Alla fine della guerra civile, in compagnia di un giovane mezzosangue, Ethan Edwards si mette alla ricerca di una nipotina, rapita da una tribù di Comanci.

Sullo sfondo della Monument Valley si snoda uno dei western più densi e misteriosi di J. Ford a livello figurativo, ed uno dei più complessi su quello narrativo, nella sua mescolanza di elementi tragici inframezzati da momenti di taglio umoristico.
John Wayne è qui alle prese con il più ambiguo dei personaggi fordiani, una figura di loner tormentato che rivela come anche l'universo del regista, in apparenza così trasparente, abbia i suoi segreti e i suoi abissi insondabili. Ethan Edwards va alla ricerca di se stesso più che della nipotina Debbie, come per trovare una tranquillità interiore e purgarsi del selvaggio odio razziale da cui sembra ossessionato.

La critica ha per lungo tempo rimarcato la presunta visione razzista di John Ford, trasferita qui sul suo alter ego in pellicola John Wayne, ma il tempo ha fatto giustizia di questa osservazione superficiale e una visione attenta ci permette di capire come il film sia del tutto privo di connotati razzisti anti-indiani, come del resto tutte le pellicole di Ford. L'accanimento di Ethan è spiegato solo dalla sua condizione di disadattato, reduce di guerra (dalla parte perdente) e consapevole delle spaventose difficoltà di vita dei pionieri americani che vivevano sulla frontiera occidentale.
E' rappresentata cioè in questo film in modo prepotente la tematica ricorrente del Duke, ovvero l'epopea western come conquista di un mondo inospitale, impresa alla portata solo di uomini veri.

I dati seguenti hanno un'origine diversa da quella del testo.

//! Operators and the semantic operator DAG

use crate::entities::ExtractedEntities;
use serde::{Deserialize, Serialize};
use std::fmt;
use std::str::FromStr;
use thiserror::Error;

/// Operator parameters. `serde_json::Map` keeps keys sorted, which makes
/// the serialized form canonical.
pub type Params = serde_json::Map<String, serde_json::Value>;

// ============================================================================
// OPERATOR KIND
// ============================================================================

/// The closed set of operator kinds. The SCREAMING_SNAKE_CASE spelling is
/// the wire identifier.
#[derive(Debug, Clone, Copy, PartialEq, Eq, Hash, PartialOrd, Ord, Serialize, Deserialize)]
#[serde(rename_all = "SCREAMING_SNAKE_CASE")]
pub enum OperatorKind {
    SpatialFilter,
    TemporalFilter,
    ParameterFilter,
    QcFilter,
    FloatFilter,
    Aggregate,
    GroupBy,
    ComputeGradient,
    ComputeMld,
    ComputeAnomaly,
    ComputeStats,
    SemanticSearch,
    Join,
    Visualize,
}

impl OperatorKind {
    pub const ALL: [OperatorKind; 14] = [
        OperatorKind::SpatialFilter,
        OperatorKind::TemporalFilter,
        OperatorKind::ParameterFilter,
        OperatorKind::QcFilter,
        OperatorKind::FloatFilter,
        OperatorKind::Aggregate,
        OperatorKind::GroupBy,
        OperatorKind::ComputeGradient,
        OperatorKind::ComputeMld,
        OperatorKind::ComputeAnomaly,
        OperatorKind::ComputeStats,
        OperatorKind::SemanticSearch,
        OperatorKind::Join,
        OperatorKind::Visualize,
    ];

    pub fn as_str(&self) -> &'static str {
        match self {
            OperatorKind::SpatialFilter => "SPATIAL_FILTER",
            OperatorKind::TemporalFilter => "TEMPORAL_FILTER",
            OperatorKind::ParameterFilter => "PARAMETER_FILTER",
            OperatorKind::QcFilter => "QC_FILTER",
            OperatorKind::FloatFilter => "FLOAT_FILTER",
            OperatorKind::Aggregate => "AGGREGATE",
            OperatorKind::GroupBy => "GROUP_BY",
            OperatorKind::ComputeGradient => "COMPUTE_GRADIENT",
            OperatorKind::ComputeMld => "COMPUTE_MLD",
            OperatorKind::ComputeAnomaly => "COMPUTE_ANOMALY",
            OperatorKind::ComputeStats => "COMPUTE_STATS",
            OperatorKind::SemanticSearch => "SEMANTIC_SEARCH",
            OperatorKind::Join => "JOIN",
            OperatorKind::Visualize => "VISUALIZE",
        }
    }

    /// Lowercase prefix used in generated operator ids
    pub fn id_prefix(&self) -> String {
        self.as_str().to_lowercase()
    }

    /// Row-restricting filters
    pub fn is_filter(&self) -> bool {
        matches!(
            self,
            OperatorKind::SpatialFilter
                | OperatorKind::TemporalFilter
                | OperatorKind::ParameterFilter
                | OperatorKind::QcFilter
                | OperatorKind::FloatFilter
        )
    }

    /// Profile computations that accept a reduced-precision `fast_mode`
    pub fn supports_fast_mode(&self) -> bool {
        matches!(
            self,
            OperatorKind::ComputeGradient | OperatorKind::ComputeMld | OperatorKind::ComputeAnomaly
        )
    }

    /// Filters that scan raw rows and accept a `sample_rate`
    pub fn supports_sampling(&self) -> bool {
        matches!(
            self,
            OperatorKind::SpatialFilter | OperatorKind::TemporalFilter
        )
    }
}

impl fmt::Display for OperatorKind {
    fn fmt(&self, f: &mut fmt::Formatter<'_>) -> fmt::Result {
        write!(f, "{}", self.as_str())
    }
}

#[derive(Debug, Clone, PartialEq, Eq, Error)]
#[error("Unknown operator kind: '{0}'")]
pub struct ParseOperatorKindError(pub String);

impl FromStr for OperatorKind {
    type Err = ParseOperatorKindError;

    fn from_str(s: &str) -> Result<Self, Self::Err> {
        let normalized = s.trim().to_uppercase();
        OperatorKind::ALL
            .iter()
            .copied()
            .find(|k| k.as_str() == normalized)
            .ok_or_else(|| ParseOperatorKindError(s.to_string()))
    }
}

// ============================================================================
// OPERATOR / EDGE
// ============================================================================

/// One typed unit of query work
#[derive(Debug, Clone, PartialEq, Serialize, Deserialize)]
pub struct Operator {
    pub id: String,
    pub kind: OperatorKind,
    #[serde(default)]
    pub params: Params,
    /// Estimated cost in milliseconds; refined by the planner
    pub estimated_cost: f64,
    pub target_executor: String,
}

/// Dependency edge: `from_id` must complete before `to_id`
#[derive(Debug, Clone, PartialEq, Eq, Hash, Serialize, Deserialize)]
pub struct Edge {
    pub from_id: String,
    pub to_id: String,
}

impl Edge {
    pub fn new(from_id: impl Into<String>, to_id: impl Into<String>) -> Self {
        Self {
            from_id: from_id.into(),
            to_id: to_id.into(),
        }
    }
}

// ============================================================================
// INTENT / MODE
// ============================================================================

#[derive(Debug, Clone, Copy, PartialEq, Eq, Hash, Serialize, Deserialize)]
#[serde(rename_all = "snake_case")]
pub enum QueryIntent {
    TrajectoryTracking,
    ProfileAnalysis,
    TimeSeriesAnalysis,
    SpatialAnalysis,
    AnomalyDetection,
    Comparison,
    FloatTracking,
    GradientAnalysis,
    WaterMassAnalysis,
    MixedLayerAnalysis,
    QualityCheck,
    GeneralQuery,
    /// Alternative reading with the spatial constraint dropped
    GlobalAnalysis,
    /// Alternative reading over the common parameter set
    MultiParameter,
}

impl QueryIntent {
    pub fn as_str(&self) -> &'static str {
        match self {
            QueryIntent::TrajectoryTracking => "trajectory_tracking",
            QueryIntent::ProfileAnalysis => "profile_analysis",
            QueryIntent::TimeSeriesAnalysis => "time_series_analysis",
            QueryIntent::SpatialAnalysis => "spatial_analysis",
            QueryIntent::AnomalyDetection => "anomaly_detection",
            QueryIntent::Comparison => "comparison",
            QueryIntent::FloatTracking => "float_tracking",
            QueryIntent::GradientAnalysis => "gradient_analysis",
            QueryIntent::WaterMassAnalysis => "water_mass_analysis",
            QueryIntent::MixedLayerAnalysis => "mixed_layer_analysis",
            QueryIntent::QualityCheck => "quality_check",
            QueryIntent::GeneralQuery => "general_query",
            QueryIntent::GlobalAnalysis => "global_analysis",
            QueryIntent::MultiParameter => "multi_parameter",
        }
    }

    pub fn is_general(&self) -> bool {
        matches!(self, QueryIntent::GeneralQuery)
    }
}

impl fmt::Display for QueryIntent {
    fn fmt(&self, f: &mut fmt::Formatter<'_>) -> fmt::Result {
        write!(f, "{}", self.as_str())
    }
}

/// How the caller wants results presented. Recorded on the DAG for the
/// formatting layer; it does not change the operator graph.
#[derive(Debug, Clone, Copy, Default, PartialEq, Eq, Serialize, Deserialize)]
#[serde(rename_all = "snake_case")]
pub enum ParseMode {
    /// Guided, clarification-friendly
    #[default]
    Explorer,
    /// Terse, technical
    Power,
}

impl FromStr for ParseMode {
    type Err = String;

    fn from_str(s: &str) -> Result<Self, Self::Err> {
        match s.trim().to_lowercase().as_str() {
            "explorer" => Ok(ParseMode::Explorer),
            "power" => Ok(ParseMode::Power),
            other => Err(format!("Unknown parse mode: '{}'", other)),
        }
    }
}

// ============================================================================
// DAG
// ============================================================================

/// Operator graph produced by the semantic parser
#[derive(Debug, Clone, PartialEq, Serialize, Deserialize)]
pub struct SemanticOperatorDAG {
    pub operators: Vec<Operator>,
    pub edges: Vec<Edge>,
    pub confidence: f64,
    pub intent: QueryIntent,
    pub entities: ExtractedEntities,
    /// Lower-confidence readings offered for disambiguation
    #[serde(default)]
    pub alternatives: Vec<SemanticOperatorDAG>,
    #[serde(default)]
    pub mode: ParseMode,
}

impl SemanticOperatorDAG {
    pub fn operator(&self, id: &str) -> Option<&Operator> {
        self.operators.iter().find(|op| op.id == id)
    }

    /// Ids of operators that `id` directly depends on, in edge order
    pub fn dependencies_of(&self, id: &str) -> Vec<&str> {
        self.edges
            .iter()
            .filter(|e| e.to_id == id)
            .map(|e| e.from_id.as_str())
            .collect()
    }

    pub fn filter_count(&self) -> usize {
        self.operators.iter().filter(|op| op.kind.is_filter()).count()
    }

    pub fn has_operator_kind(&self, kind: OperatorKind) -> bool {
        self.operators.iter().any(|op| op.kind == kind)
    }

    pub fn needs_clarification(&self) -> bool {
        !self.alternatives.is_empty()
    }
}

Il film si dipana come una crudele ballata incentrata sullo scorrere del tempo. Il mito della frontiera passa nel corso della narrazione cinematografica dalla sua incarnazione più splendente fino al tramonto, ma Ethan resta ai margini della società civilizzata, come simboleggiano in modo struggente le due sequenze gemelle di apertura e chiusura del film con il protagonista inquadrato in piccolo in un'apertura dell'abitazione di famiglia.

Circola su questo film una leggenda metropolitana (mai confermata da Ford) che vorrebbe il film nelle intenzioni dell'autore chiudersi senza happy ending, col tentativo di omicidio della bambina ritrovata da parte di Ethan. Queste intenzioni del regista sarebbero state frustrate dalla produzione, che riteneva inaccettabile una conclusione del genere nel 1956. E' appunto una leggenda metropolitana messa in circolazione dai tanti sostenitori del razzismo di Ford, che verrebbe quindi svelato da questa sua presunta originaria intenzione.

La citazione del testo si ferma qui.